3.17. The Customer may enable automatic top-up of their Account and/or Service Balance (“Auto Top-Up”) via the Control Panel. This involves saving bank card details and setting the amount, date, or threshold that will trigger the next payment. By enabling Auto Top-Up or saving a bank card for quick payments, the Customer agrees to automatic debits without further consent. Disabling Auto Top-Up and deleting card details must be done manually via the Control Panel.

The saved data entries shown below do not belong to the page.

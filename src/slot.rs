// MIT License
//
// Copyright (c) 2019 Gregory Meyer
//
// Permission is hereby granted, free of charge, to any person
// obtaining a copy of this software and associated documentation files
// (the "Software"), to deal in the Software without restriction,
// including without limitation the rights to use, copy, modify, merge,
// publish, distribute, sublicense, and/or sell copies of the Software,
// and to permit persons to whom the Software is furnished to do so,
// subject to the following conditions:
//
// The above copyright notice and this permission notice shall be
// included in all copies or substantial portions of the Software.
//
// THE SOFTWARE IS PROVIDED "AS IS", WITHOUT WARRANTY OF ANY KIND,
// EXPRESS OR IMPLIED, INCLUDING BUT NOT LIMITED TO THE WARRANTIES OF
// MERCHANTABILITY, FITNESS FOR A PARTICULAR PURPOSE AND
// NONINFRINGEMENT. IN NO EVENT SHALL THE AUTHORS OR COPYRIGHT HOLDERS
// BE LIABLE FOR ANY CLAIM, DAMAGES OR OTHER LIABILITY, WHETHER IN AN
// ACTION OF CONTRACT, TORT OR OTHERWISE, ARISING FROM, OUT OF OR IN
// CONNECTION WITH THE SOFTWARE OR THE USE OR OTHER DEALINGS IN THE
// SOFTWARE.

//! A reference-counted owning slot for a single heap object.
//!
//! [`OwnershipSlot`] is the sole owner of the object it holds. Readers borrow
//! the object through [`SlotRef`] guards, each of which holds one count on
//! the slot. The object is dropped once the owner reference installed by
//! [`reset`] and every outstanding guard have been released, after which the
//! slot may be reset with a new object.
//!
//! [`reset`]: OwnershipSlot::reset

use std::{
    fmt,
    marker::PhantomData,
    ops::Deref,
    ptr::{self, NonNull},
    sync::atomic::{AtomicBool, AtomicPtr, AtomicU64, Ordering},
};

use crossbeam_utils::Backoff;

// Set while an object is being installed or torn down.
const BUSY: u64 = 1 << 63;

/// An atomically reference-counted owning handle around one heap object.
///
/// The first caller of [`reset`] on an empty slot installs its object; any
/// racing callers get their box back. [`try_acquire`] fails on a slot that is
/// empty or that is in the middle of being installed or torn down, so a
/// successful acquisition always refers to a live object.
///
/// [`reset`]: #method.reset
/// [`try_acquire`]: #method.try_acquire
pub struct OwnershipSlot<T> {
    object: AtomicPtr<T>,
    refcount: AtomicU64,
    owned: AtomicBool,
    _marker: PhantomData<T>,
}

unsafe impl<T: Send + Sync> Send for OwnershipSlot<T> {}
unsafe impl<T: Send + Sync> Sync for OwnershipSlot<T> {}

impl<T> OwnershipSlot<T> {
    /// Creates an empty slot.
    pub const fn new() -> OwnershipSlot<T> {
        OwnershipSlot {
            object: AtomicPtr::new(ptr::null_mut()),
            refcount: AtomicU64::new(0),
            owned: AtomicBool::new(false),
            _marker: PhantomData,
        }
    }

    /// Installs `object` if the slot is empty.
    ///
    /// On success the slot holds one reference, the owner reference, which is
    /// given up by [`release`]. If the slot is occupied or another thread is
    /// installing or tearing down an object, `object` is handed back.
    ///
    /// [`release`]: #method.release
    pub fn reset(&self, object: Box<T>) -> Result<(), Box<T>> {
        if self
            .refcount
            .compare_exchange(0, BUSY, Ordering::Acquire, Ordering::Relaxed)
            .is_err()
        {
            return Err(object);
        }

        self.object.store(Box::into_raw(object), Ordering::Relaxed);
        self.refcount.store(1, Ordering::Release);
        // the count must be live before a release can claim the owner reference
        self.owned.store(true, Ordering::Release);

        Ok(())
    }

    /// Borrows the object in this slot, incrementing its reference count.
    ///
    /// Returns [`None`] if the slot is empty or its object is being installed
    /// or torn down. The reference is released when the returned guard is
    /// dropped.
    ///
    /// [`None`]: https://doc.rust-lang.org/std/option/enum.Option.html#variant.None
    pub fn try_acquire(&self) -> Option<SlotRef<'_, T>> {
        let mut count = self.refcount.load(Ordering::Acquire);

        loop {
            if count == 0 || count & BUSY != 0 {
                return None;
            }

            match self.refcount.compare_exchange_weak(
                count,
                count + 1,
                Ordering::AcqRel,
                Ordering::Acquire,
            ) {
                Ok(_) => break,
                Err(current) => count = current,
            }
        }

        match NonNull::new(self.object.load(Ordering::Acquire)) {
            Some(object) => Some(SlotRef { slot: self, object }),
            None => {
                self.decrement();

                None
            }
        }
    }

    /// Releases the owner reference installed by the last successful
    /// [`reset`].
    ///
    /// Returns false if that reference was already released. The object is
    /// dropped immediately if no guards are outstanding, or by whichever
    /// thread drops the last guard otherwise.
    ///
    /// [`reset`]: #method.reset
    pub fn release(&self) -> bool {
        if !self.owned.swap(false, Ordering::AcqRel) {
            return false;
        }

        self.decrement();

        true
    }

    /// Returns the number of outstanding references, including the owner
    /// reference.
    ///
    /// A slot that is being installed or torn down reports zero.
    pub fn ref_count(&self) -> u64 {
        let count = self.refcount.load(Ordering::Relaxed);

        if count & BUSY != 0 {
            0
        } else {
            count
        }
    }

    /// Returns true if this slot currently holds an object.
    pub fn is_occupied(&self) -> bool {
        self.ref_count() != 0
    }

    fn decrement(&self) {
        let backoff = Backoff::new();
        let mut count = self.refcount.load(Ordering::Acquire);

        loop {
            debug_assert!(count != 0 && count & BUSY == 0);

            let next = if count == 1 { BUSY } else { count - 1 };

            match self.refcount.compare_exchange_weak(
                count,
                next,
                Ordering::AcqRel,
                Ordering::Acquire,
            ) {
                Ok(_) if count == 1 => break,
                Ok(_) => return,
                Err(current) => {
                    count = current;
                    backoff.spin();
                }
            }
        }

        // last reference; we hold BUSY, so nobody else can touch the pointer
        let object = self.object.swap(ptr::null_mut(), Ordering::Acquire);
        self.refcount.store(0, Ordering::Release);

        if !object.is_null() {
            drop(unsafe { Box::from_raw(object) });
        }
    }
}

impl<T> Default for OwnershipSlot<T> {
    fn default() -> OwnershipSlot<T> {
        OwnershipSlot::new()
    }
}

impl<T> From<Box<T>> for OwnershipSlot<T> {
    fn from(object: Box<T>) -> OwnershipSlot<T> {
        OwnershipSlot {
            object: AtomicPtr::new(Box::into_raw(object)),
            refcount: AtomicU64::new(1),
            owned: AtomicBool::new(true),
            _marker: PhantomData,
        }
    }
}

impl<T> fmt::Debug for OwnershipSlot<T> {
    fn fmt(&self, f: &mut fmt::Formatter<'_>) -> fmt::Result {
        f.debug_struct("OwnershipSlot")
            .field("ref_count", &self.ref_count())
            .finish()
    }
}

impl<T> Drop for OwnershipSlot<T> {
    fn drop(&mut self) {
        // no guards can be outstanding, since they borrow the slot
        let object = *self.object.get_mut();

        if !object.is_null() {
            drop(unsafe { Box::from_raw(object) });
        }
    }
}

/// A counted borrow of the object in an [`OwnershipSlot`].
///
/// Dropping the guard releases its reference.
pub struct SlotRef<'a, T> {
    slot: &'a OwnershipSlot<T>,
    object: NonNull<T>,
}

impl<'a, T> Deref for SlotRef<'a, T> {
    type Target = T;

    fn deref(&self) -> &T {
        // the count held by this guard keeps the object alive
        unsafe { self.object.as_ref() }
    }
}

impl<'a, T: fmt::Debug> fmt::Debug for SlotRef<'a, T> {
    fn fmt(&self, f: &mut fmt::Formatter<'_>) -> fmt::Result {
        fmt::Debug::fmt(&**self, f)
    }
}

impl<'a, T> Drop for SlotRef<'a, T> {
    fn drop(&mut self) {
        self.slot.decrement();
    }
}

#[cfg(test)]
mod tests {
    use super::*;

    use crate::map::tests::util::{DropNotifier, NoisyDropper};

    use std::{
        sync::{atomic::AtomicUsize, Arc, Barrier},
        thread::{self, JoinHandle},
    };

    #[test]
    fn acquire_empty() {
        let slot: OwnershipSlot<i32> = OwnershipSlot::new();

        assert!(slot.try_acquire().is_none());
        assert!(!slot.is_occupied());
        assert!(!slot.release());
    }

    #[test]
    fn reset_acquire_release() {
        let slot = OwnershipSlot::new();

        assert!(slot.reset(Box::new(1)).is_ok());
        assert_eq!(slot.ref_count(), 1);

        {
            let object = slot.try_acquire().unwrap();
            assert_eq!(*object, 1);
            assert_eq!(slot.ref_count(), 2);
        }

        assert_eq!(slot.ref_count(), 1);
        assert!(slot.release());
        assert!(!slot.release());

        assert!(slot.try_acquire().is_none());
        assert_eq!(slot.ref_count(), 0);
    }

    #[test]
    fn reset_occupied() {
        let slot = OwnershipSlot::from(Box::new(5));

        assert_eq!(*slot.reset(Box::new(6)).unwrap_err(), 6);
        assert_eq!(*slot.try_acquire().unwrap(), 5);

        assert!(slot.release());
        assert!(slot.reset(Box::new(7)).is_ok());
        assert_eq!(*slot.try_acquire().unwrap(), 7);
    }

    #[test]
    fn guard_outlives_owner() {
        let notifier = Arc::new(DropNotifier::new());
        let slot = OwnershipSlot::new();

        assert!(slot
            .reset(Box::new(NoisyDropper::new(notifier.clone(), 0)))
            .is_ok());

        let guard = slot.try_acquire().unwrap();
        assert!(slot.release());
        assert!(!notifier.was_dropped());
        assert_eq!(guard.elem, 0);

        // the slot stays closed until the last guard is gone
        let rejected_notifier = Arc::new(DropNotifier::new());
        let rejected = slot.reset(Box::new(NoisyDropper::new(rejected_notifier.clone(), 1)));
        assert_eq!(rejected.unwrap_err().elem, 1);
        assert!(rejected_notifier.was_dropped());
        assert!(!notifier.was_dropped());

        drop(guard);
        assert!(notifier.was_dropped());
        assert!(!slot.is_occupied());
    }

    #[test]
    fn drop_occupied() {
        let notifier = Arc::new(DropNotifier::new());

        {
            let slot = OwnershipSlot::from(Box::new(NoisyDropper::new(notifier.clone(), ())));
            let _guard = slot.try_acquire().unwrap();
            assert!(!notifier.was_dropped());
        }

        assert!(notifier.was_dropped());
    }

    #[test]
    fn concurrent_reset() {
        const NUM_THREADS: usize = 64;

        let slot = Arc::new(OwnershipSlot::new());
        let barrier = Arc::new(Barrier::new(NUM_THREADS));

        let threads: Vec<_> = (0..NUM_THREADS)
            .map(|i| {
                let slot = slot.clone();
                let barrier = barrier.clone();

                thread::spawn(move || {
                    barrier.wait();

                    slot.reset(Box::new(i)).is_ok()
                })
            })
            .collect();

        let winners = threads
            .into_iter()
            .map(JoinHandle::join)
            .filter(|result| *result.as_ref().unwrap())
            .count();

        assert_eq!(winners, 1);
        assert_eq!(slot.ref_count(), 1);
        assert!(*slot.try_acquire().unwrap() < NUM_THREADS);
    }

    #[test]
    fn concurrent_reset_and_release() {
        const NUM_THREADS: usize = 16;
        const NUM_ITERATIONS: usize = 4096;

        let slot = Arc::new(OwnershipSlot::new());
        let barrier = Arc::new(Barrier::new(NUM_THREADS));

        let threads: Vec<_> = (0..NUM_THREADS)
            .map(|i| {
                let slot = slot.clone();
                let barrier = barrier.clone();

                thread::spawn(move || {
                    barrier.wait();

                    for j in 0..NUM_ITERATIONS {
                        let _ = slot.reset(Box::new(i * NUM_ITERATIONS + j));
                        slot.release();
                    }
                })
            })
            .collect();

        for result in threads.into_iter().map(JoinHandle::join) {
            assert!(result.is_ok());
        }

        // a release that lands mid-reset must not strand the owner reference
        slot.release();
        assert!(!slot.is_occupied());
        assert!(slot.reset(Box::new(0)).is_ok());
        assert_eq!(slot.ref_count(), 1);
        assert!(slot.release());
        assert!(!slot.is_occupied());
    }

    #[test]
    fn concurrent_acquire_and_release() {
        const NUM_THREADS: usize = 64;
        const NUM_ITERATIONS: usize = 1024;

        let notifier = Arc::new(DropNotifier::new());
        let slot = Arc::new(OwnershipSlot::from(Box::new(NoisyDropper::new(
            notifier.clone(),
            AtomicUsize::new(0),
        ))));
        let barrier = Arc::new(Barrier::new(NUM_THREADS + 1));

        let threads: Vec<_> = (0..NUM_THREADS)
            .map(|_| {
                let slot = slot.clone();
                let barrier = barrier.clone();

                thread::spawn(move || {
                    barrier.wait();

                    for _ in 0..NUM_ITERATIONS {
                        match slot.try_acquire() {
                            Some(object) => {
                                object.elem.fetch_add(1, Ordering::Relaxed);
                            }
                            None => break,
                        }
                    }
                })
            })
            .collect();

        barrier.wait();
        assert!(slot.release());

        for result in threads.into_iter().map(JoinHandle::join) {
            assert!(result.is_ok());
        }

        assert!(notifier.was_dropped());
        assert!(!slot.is_occupied());
    }
}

3.18. As needed, the Parties may reconcile financial records by preparing a bilateral reconciliation statement. This document may be exchanged via EDI, the Ticket System, or as a hard copy. If no objections are raised within 15 (fifteen) business days of receiving the statement, it is deemed accepted and signed.
4. CONFIDENTIALITY
4.1. The Parties confirm that all information exchanged before and after the execution of this Agreement is considered confidential. This information is deemed valuable, not subject to public disclosure, and constitutes business and/or trade secrets. It has actual or potential commercial value due to its inaccessibility to third parties and the absence of lawful public access. Any information exchanged via the Ticket System or email is considered confidential.

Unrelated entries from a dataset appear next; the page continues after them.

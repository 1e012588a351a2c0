// MIT License
//
// Copyright (c) 2019 Gregory Meyer
//
// Permission is hereby granted, free of charge, to any person
// obtaining a copy of this software and associated documentation files
// (the "Software"), to deal in the Software without restriction,
// including without limitation the rights to use, copy, modify, merge,
// publish, distribute, sublicense, and/or sell copies of the Software,
// and to permit persons to whom the Software is furnished to do so,
// subject to the following conditions:
//
// The above copyright notice and this permission notice shall be
// included in all copies or substantial portions of the Software.
//
// THE SOFTWARE IS PROVIDED "AS IS", WITHOUT WARRANTY OF ANY KIND,
// EXPRESS OR IMPLIED, INCLUDING BUT NOT LIMITED TO THE WARRANTIES OF
// MERCHANTABILITY, FITNESS FOR A PARTICULAR PURPOSE AND
// NONINFRINGEMENT. IN NO EVENT SHALL THE AUTHORS OR COPYRIGHT HOLDERS
// BE LIABLE FOR ANY CLAIM, DAMAGES OR OTHER LIABILITY, WHETHER IN AN
// ACTION OF CONTRACT, TORT OR OTHERWISE, ARISING FROM, OUT OF OR IN
// CONNECTION WITH THE SOFTWARE OR THE USE OR OTHER DEALINGS IN THE
// SOFTWARE.

use super::{ConcurrentMap, DefaultHashBuilder};

use crate::error::BuildError;

use std::{
    env,
    hash::BuildHasher,
    marker::PhantomData,
    sync::atomic::{AtomicU32, Ordering},
};

/// The number of buckets a map starts with unless told otherwise.
pub const DEFAULT_CAPACITY: usize = 32;

const DEFAULT_MAX_LOAD_FACTOR: f32 = 0.8;

/// Returns the default maximum load factor.
///
/// This is 0.8 unless the `MAX_LOAD_FACTOR` environment variable holds a
/// finite positive number. The variable is read once per process.
pub fn default_max_load_factor() -> f32 {
    static STORAGE: AtomicU32 = AtomicU32::new(u32::MAX);

    let mut storage = STORAGE.load(Ordering::Relaxed);

    if storage == u32::MAX {
        storage = parse_max_load_factor(env::var("MAX_LOAD_FACTOR").ok().as_deref()).to_bits();

        STORAGE
            .compare_exchange(u32::MAX, storage, Ordering::Relaxed, Ordering::Relaxed)
            .ok();
    }

    f32::from_bits(storage)
}

fn parse_max_load_factor(value: Option<&str>) -> f32 {
    let value = match value {
        Some(v) => v,
        None => return DEFAULT_MAX_LOAD_FACTOR,
    };

    match value.trim().parse::<f32>() {
        Ok(parsed) if is_valid_max_load_factor(parsed) => parsed,
        _ => {
            log::warn!(
                "ignoring MAX_LOAD_FACTOR={:?}; using {}",
                value,
                DEFAULT_MAX_LOAD_FACTOR
            );

            DEFAULT_MAX_LOAD_FACTOR
        }
    }
}

fn is_valid_max_load_factor(max_load_factor: f32) -> bool {
    max_load_factor.is_finite() && max_load_factor > 0.0
}

/// Configures and creates a [`ConcurrentMap`].
///
/// ```
/// use chaintable::ConcurrentMap;
///
/// let map: ConcurrentMap<u32, &str> = ConcurrentMap::builder()
///     .capacity(100)
///     .max_load_factor(0.5)
///     .build()
///     .unwrap();
///
/// assert_eq!(map.capacity(), 128);
/// ```
#[derive(Debug, Clone)]
pub struct Builder<K, V, S = DefaultHashBuilder> {
    capacity: usize,
    max_load_factor: f32,
    hash_builder: S,
    _marker: PhantomData<fn(K, V)>,
}

impl<K, V> Builder<K, V, DefaultHashBuilder> {
    pub(crate) fn new() -> Builder<K, V, DefaultHashBuilder> {
        Builder {
            capacity: DEFAULT_CAPACITY,
            max_load_factor: default_max_load_factor(),
            hash_builder: DefaultHashBuilder::default(),
            _marker: PhantomData,
        }
    }
}

impl<K, V, S> Builder<K, V, S> {
    /// Sets the initial number of buckets. It is rounded up to the next
    /// power of two, and zero is treated as one.
    pub fn capacity(mut self, capacity: usize) -> Builder<K, V, S> {
        self.capacity = capacity;

        self
    }

    /// Sets the load factor above which the map doubles its bucket count.
    pub fn max_load_factor(mut self, max_load_factor: f32) -> Builder<K, V, S> {
        self.max_load_factor = max_load_factor;

        self
    }

    /// Sets the hash builder used to hash keys.
    pub fn hasher<T: BuildHasher>(self, hash_builder: T) -> Builder<K, V, T> {
        Builder {
            capacity: self.capacity,
            max_load_factor: self.max_load_factor,
            hash_builder,
            _marker: PhantomData,
        }
    }

    /// Creates the map.
    pub fn build(self) -> Result<ConcurrentMap<K, V, S>, BuildError> {
        if !is_valid_max_load_factor(self.max_load_factor) {
            return Err(BuildError::InvalidMaxLoadFactor(self.max_load_factor));
        }

        let capacity = self
            .capacity
            .max(1)
            .checked_next_power_of_two()
            .ok_or(BuildError::CapacityOverflow(self.capacity))?;

        Ok(ConcurrentMap::from_parts(
            capacity,
            self.max_load_factor,
            self.hash_builder,
        ))
    }
}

4.2. The Customer agrees that the Provider may disclose the fact of cooperation, the use of certain Services by the Customer, and may display the Customer’s company name, trade name, and trademarks in public materials and on the Provider’s website. This disclosure does not extend to any additional details of the cooperation. The Provider will notify the Customer at least 30 (thirty) calendar days in advance of such disclosure via the Ticket System, email, or telephone.
4.3. The use of the Customer’s company name, trade name, and trademarks under this Agreement does not constitute a transfer or licensing of intellectual property rights under Russian intellectual property law.
4.4. The information referenced in Clause 4.1 shall not be disclosed or made public without the other Party’s prior written consent during the term of the Agreement and for 5 (five) years after its termination, regardless of the reason.
4.5. Each Party agrees to take all reasonable and appropriate measures to prevent unauthorized disclosure of confidential information. These measures shall be no less stringent than those used to protect their own confidential information of similar importance.
4.6. The Provider may disclose information about the Customer only in accordance with the laws of the Russian Federation.
4.7. If the Customer violates the confidentiality provisions of this Agreement, the Provider has the right to unilaterally terminate the provision of Services as of the date of the breach and may also seek compensation for any damages incurred as a result of the breach.
5. LIABILITY OF THE PARTIES
5.1. The Parties shall be liable for improper fulfillment of this Agreement in accordance with the legislation of the Russian Federation, considering the terms outlined herein.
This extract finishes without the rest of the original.